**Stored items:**
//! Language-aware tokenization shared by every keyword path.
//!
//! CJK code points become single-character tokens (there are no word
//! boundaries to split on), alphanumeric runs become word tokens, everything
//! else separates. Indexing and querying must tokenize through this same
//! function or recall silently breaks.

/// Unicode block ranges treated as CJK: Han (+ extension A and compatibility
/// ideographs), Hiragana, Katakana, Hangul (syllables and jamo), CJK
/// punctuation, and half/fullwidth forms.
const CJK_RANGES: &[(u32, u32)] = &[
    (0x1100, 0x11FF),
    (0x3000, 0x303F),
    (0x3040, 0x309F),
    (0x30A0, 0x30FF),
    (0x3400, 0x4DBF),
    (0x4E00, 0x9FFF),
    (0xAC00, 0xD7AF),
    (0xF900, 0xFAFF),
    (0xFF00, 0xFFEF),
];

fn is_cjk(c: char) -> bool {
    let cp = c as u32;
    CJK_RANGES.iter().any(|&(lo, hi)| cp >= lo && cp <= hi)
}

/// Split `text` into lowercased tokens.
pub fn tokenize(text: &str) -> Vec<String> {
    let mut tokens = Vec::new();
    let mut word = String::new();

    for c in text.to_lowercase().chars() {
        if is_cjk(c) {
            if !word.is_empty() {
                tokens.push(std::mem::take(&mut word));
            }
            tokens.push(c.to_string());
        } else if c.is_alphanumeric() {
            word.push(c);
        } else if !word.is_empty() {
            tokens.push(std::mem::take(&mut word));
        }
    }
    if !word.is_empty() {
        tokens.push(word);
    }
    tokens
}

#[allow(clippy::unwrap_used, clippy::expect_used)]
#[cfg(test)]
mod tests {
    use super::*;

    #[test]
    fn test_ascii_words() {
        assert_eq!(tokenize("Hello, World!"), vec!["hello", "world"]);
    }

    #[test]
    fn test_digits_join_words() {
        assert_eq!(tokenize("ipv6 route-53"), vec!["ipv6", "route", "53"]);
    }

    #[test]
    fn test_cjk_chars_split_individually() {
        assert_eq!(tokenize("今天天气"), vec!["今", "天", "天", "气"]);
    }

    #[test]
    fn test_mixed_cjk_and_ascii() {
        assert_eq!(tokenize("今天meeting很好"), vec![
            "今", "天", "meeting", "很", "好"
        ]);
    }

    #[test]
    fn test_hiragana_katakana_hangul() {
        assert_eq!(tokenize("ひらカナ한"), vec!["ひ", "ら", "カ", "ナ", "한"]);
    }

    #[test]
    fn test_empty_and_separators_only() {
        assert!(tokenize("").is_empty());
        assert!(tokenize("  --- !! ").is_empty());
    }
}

...

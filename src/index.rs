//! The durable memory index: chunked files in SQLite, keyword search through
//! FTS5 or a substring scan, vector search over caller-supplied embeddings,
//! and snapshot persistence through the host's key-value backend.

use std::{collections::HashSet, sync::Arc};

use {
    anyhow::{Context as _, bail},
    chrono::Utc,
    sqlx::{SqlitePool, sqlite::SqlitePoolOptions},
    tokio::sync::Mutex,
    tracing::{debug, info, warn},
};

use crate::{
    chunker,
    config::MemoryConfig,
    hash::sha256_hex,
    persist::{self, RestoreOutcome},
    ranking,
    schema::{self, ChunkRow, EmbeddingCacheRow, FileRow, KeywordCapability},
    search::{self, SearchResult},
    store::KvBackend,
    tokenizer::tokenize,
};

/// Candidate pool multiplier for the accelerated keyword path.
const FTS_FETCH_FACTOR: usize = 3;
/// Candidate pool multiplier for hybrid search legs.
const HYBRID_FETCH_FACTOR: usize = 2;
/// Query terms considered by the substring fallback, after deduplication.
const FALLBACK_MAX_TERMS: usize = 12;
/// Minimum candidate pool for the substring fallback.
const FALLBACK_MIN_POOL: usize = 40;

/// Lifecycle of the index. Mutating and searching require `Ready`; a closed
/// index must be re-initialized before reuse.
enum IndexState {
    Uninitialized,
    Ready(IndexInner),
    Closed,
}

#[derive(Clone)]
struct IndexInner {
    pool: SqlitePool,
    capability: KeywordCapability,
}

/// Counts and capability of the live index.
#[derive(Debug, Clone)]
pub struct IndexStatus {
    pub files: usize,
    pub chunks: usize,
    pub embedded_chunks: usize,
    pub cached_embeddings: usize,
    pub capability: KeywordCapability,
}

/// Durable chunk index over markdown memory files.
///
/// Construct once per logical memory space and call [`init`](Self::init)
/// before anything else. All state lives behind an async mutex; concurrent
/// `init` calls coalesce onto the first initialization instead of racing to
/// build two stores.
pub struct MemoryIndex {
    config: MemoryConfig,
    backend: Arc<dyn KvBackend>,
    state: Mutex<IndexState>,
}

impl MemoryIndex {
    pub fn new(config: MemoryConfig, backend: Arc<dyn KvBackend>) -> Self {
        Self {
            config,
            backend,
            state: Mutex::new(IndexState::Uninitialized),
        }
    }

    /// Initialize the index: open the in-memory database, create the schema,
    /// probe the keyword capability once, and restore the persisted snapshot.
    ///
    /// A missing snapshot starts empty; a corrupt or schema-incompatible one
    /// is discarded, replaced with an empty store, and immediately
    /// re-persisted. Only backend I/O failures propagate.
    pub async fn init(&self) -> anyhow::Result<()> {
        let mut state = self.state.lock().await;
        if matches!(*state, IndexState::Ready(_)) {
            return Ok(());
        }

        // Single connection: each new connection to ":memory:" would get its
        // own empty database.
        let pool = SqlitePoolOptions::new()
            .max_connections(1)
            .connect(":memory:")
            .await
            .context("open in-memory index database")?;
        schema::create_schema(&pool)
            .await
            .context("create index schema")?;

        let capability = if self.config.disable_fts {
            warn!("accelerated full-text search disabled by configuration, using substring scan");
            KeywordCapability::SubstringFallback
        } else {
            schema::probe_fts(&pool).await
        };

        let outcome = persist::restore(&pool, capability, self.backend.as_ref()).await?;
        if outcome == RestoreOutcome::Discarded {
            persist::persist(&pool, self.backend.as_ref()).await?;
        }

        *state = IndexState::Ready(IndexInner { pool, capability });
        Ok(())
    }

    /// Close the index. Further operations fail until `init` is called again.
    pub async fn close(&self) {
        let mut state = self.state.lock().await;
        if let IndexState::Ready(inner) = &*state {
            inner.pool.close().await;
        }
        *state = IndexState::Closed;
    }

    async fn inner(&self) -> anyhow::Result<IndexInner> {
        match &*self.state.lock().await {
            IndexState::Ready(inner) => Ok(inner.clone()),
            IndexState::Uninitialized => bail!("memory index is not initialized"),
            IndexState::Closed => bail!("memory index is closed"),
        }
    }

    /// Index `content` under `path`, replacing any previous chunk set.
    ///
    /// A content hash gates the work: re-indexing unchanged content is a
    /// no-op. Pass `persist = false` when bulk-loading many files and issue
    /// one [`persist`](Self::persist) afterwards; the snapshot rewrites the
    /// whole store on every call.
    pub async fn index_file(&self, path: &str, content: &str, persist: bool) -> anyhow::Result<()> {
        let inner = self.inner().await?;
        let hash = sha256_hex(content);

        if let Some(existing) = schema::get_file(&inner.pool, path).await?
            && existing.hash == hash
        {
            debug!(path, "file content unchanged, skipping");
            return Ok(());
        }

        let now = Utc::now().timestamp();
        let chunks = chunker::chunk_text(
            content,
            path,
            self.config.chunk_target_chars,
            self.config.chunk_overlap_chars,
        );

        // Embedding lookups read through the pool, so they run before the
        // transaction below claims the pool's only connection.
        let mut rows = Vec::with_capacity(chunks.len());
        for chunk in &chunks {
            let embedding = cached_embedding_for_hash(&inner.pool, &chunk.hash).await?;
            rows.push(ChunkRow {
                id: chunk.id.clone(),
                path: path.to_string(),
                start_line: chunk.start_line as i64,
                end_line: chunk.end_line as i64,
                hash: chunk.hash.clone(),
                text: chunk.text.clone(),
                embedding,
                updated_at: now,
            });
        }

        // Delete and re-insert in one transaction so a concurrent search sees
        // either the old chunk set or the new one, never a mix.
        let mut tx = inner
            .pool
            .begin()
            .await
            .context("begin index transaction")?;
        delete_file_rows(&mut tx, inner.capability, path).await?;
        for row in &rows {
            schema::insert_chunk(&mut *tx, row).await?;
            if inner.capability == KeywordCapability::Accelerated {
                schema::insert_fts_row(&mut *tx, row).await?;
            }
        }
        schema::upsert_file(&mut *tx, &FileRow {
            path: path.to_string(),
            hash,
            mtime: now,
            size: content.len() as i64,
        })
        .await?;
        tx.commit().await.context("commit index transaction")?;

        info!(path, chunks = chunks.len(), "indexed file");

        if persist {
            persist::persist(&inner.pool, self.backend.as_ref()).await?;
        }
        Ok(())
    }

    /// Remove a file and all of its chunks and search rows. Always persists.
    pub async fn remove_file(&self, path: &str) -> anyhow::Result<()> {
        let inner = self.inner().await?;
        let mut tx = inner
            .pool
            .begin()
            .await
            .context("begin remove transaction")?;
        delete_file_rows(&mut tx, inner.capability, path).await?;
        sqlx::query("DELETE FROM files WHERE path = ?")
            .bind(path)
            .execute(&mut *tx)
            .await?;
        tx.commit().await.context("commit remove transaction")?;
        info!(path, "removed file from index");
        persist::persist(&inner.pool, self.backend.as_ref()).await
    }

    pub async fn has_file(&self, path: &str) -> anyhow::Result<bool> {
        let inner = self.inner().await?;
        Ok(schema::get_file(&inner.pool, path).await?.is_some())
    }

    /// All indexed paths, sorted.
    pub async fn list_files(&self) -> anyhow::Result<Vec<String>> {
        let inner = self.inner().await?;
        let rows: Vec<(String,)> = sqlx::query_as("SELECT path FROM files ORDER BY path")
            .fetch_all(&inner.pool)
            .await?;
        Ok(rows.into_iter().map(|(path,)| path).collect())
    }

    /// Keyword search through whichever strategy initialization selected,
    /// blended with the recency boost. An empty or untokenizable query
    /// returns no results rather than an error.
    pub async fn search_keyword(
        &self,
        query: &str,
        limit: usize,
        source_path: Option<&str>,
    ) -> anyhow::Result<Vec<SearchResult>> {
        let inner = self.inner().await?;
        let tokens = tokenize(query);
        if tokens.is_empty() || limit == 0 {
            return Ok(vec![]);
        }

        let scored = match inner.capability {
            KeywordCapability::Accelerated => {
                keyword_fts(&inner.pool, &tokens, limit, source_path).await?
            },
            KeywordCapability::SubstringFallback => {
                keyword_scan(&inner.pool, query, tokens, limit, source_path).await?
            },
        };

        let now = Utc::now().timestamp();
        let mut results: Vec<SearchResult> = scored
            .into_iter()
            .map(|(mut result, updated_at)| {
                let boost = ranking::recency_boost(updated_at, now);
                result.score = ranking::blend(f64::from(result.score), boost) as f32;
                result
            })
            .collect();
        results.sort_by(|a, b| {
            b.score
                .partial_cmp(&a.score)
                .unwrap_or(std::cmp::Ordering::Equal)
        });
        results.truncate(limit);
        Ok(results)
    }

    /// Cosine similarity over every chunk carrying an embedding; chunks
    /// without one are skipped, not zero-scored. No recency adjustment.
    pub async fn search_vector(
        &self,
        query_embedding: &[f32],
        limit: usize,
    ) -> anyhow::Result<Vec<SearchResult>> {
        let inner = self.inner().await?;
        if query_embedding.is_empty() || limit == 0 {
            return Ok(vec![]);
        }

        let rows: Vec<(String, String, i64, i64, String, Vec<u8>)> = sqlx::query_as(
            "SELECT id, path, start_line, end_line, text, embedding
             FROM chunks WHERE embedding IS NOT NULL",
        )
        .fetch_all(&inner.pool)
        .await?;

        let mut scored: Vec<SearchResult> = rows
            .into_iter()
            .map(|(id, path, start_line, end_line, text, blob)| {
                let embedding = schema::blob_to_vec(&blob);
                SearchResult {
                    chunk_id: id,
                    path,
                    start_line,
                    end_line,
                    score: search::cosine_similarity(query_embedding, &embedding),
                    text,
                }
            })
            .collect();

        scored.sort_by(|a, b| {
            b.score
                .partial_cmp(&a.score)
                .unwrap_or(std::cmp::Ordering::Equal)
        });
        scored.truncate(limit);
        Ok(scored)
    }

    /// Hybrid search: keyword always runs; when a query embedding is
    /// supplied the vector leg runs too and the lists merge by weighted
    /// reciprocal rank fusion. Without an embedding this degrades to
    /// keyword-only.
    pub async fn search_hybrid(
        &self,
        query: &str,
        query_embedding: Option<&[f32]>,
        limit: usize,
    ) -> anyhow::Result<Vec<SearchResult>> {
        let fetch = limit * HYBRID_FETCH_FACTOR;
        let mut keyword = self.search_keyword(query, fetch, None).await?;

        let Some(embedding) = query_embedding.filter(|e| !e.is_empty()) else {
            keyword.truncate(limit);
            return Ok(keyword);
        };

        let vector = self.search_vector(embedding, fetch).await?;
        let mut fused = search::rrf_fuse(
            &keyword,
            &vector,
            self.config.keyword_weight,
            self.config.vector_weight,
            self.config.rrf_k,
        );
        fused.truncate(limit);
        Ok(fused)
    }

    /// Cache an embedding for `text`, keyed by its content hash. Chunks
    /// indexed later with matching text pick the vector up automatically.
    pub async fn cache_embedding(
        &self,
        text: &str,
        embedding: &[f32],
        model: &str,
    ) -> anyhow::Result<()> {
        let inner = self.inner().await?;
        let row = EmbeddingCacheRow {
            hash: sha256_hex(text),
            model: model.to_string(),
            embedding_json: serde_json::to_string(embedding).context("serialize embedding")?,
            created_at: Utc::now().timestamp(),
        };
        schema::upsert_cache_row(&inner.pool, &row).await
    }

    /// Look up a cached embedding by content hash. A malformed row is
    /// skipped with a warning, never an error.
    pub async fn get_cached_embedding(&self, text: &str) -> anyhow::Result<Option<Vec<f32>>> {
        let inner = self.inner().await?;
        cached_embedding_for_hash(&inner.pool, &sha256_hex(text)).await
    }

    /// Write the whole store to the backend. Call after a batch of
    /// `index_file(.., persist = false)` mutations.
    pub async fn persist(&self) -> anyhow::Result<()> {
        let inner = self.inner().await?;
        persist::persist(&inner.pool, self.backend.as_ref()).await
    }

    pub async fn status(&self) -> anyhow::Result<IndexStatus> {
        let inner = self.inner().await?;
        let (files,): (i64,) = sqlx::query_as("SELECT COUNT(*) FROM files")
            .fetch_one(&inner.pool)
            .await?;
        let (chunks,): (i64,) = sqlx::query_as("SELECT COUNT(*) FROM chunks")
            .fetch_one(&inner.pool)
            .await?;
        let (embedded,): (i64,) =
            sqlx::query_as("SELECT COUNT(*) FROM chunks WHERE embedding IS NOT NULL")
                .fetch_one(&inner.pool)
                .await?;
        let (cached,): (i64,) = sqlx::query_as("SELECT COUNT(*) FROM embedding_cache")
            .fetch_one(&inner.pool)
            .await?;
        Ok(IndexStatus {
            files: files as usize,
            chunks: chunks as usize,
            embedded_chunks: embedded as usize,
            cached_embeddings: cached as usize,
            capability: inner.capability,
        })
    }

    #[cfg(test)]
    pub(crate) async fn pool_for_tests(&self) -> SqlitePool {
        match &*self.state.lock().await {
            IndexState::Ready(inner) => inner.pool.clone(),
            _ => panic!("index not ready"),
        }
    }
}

**PROBLEM REQUIREMENTS:**
Starting at the line above that holds "every keyword path." and ending at the line that holds "A and compatibility", transcribe each line exactly and include no other lines.

**COMPLETED TASK:**
//! Language-aware tokenization shared by every keyword path.
//!
//! CJK code points become single-character tokens (there are no word
//! boundaries to split on), alphanumeric runs become word tokens, everything
//! else separates. Indexing and querying must tokenize through this same
//! function or recall silently breaks.

/// Unicode block ranges treated as CJK: Han (+ extension A and compatibility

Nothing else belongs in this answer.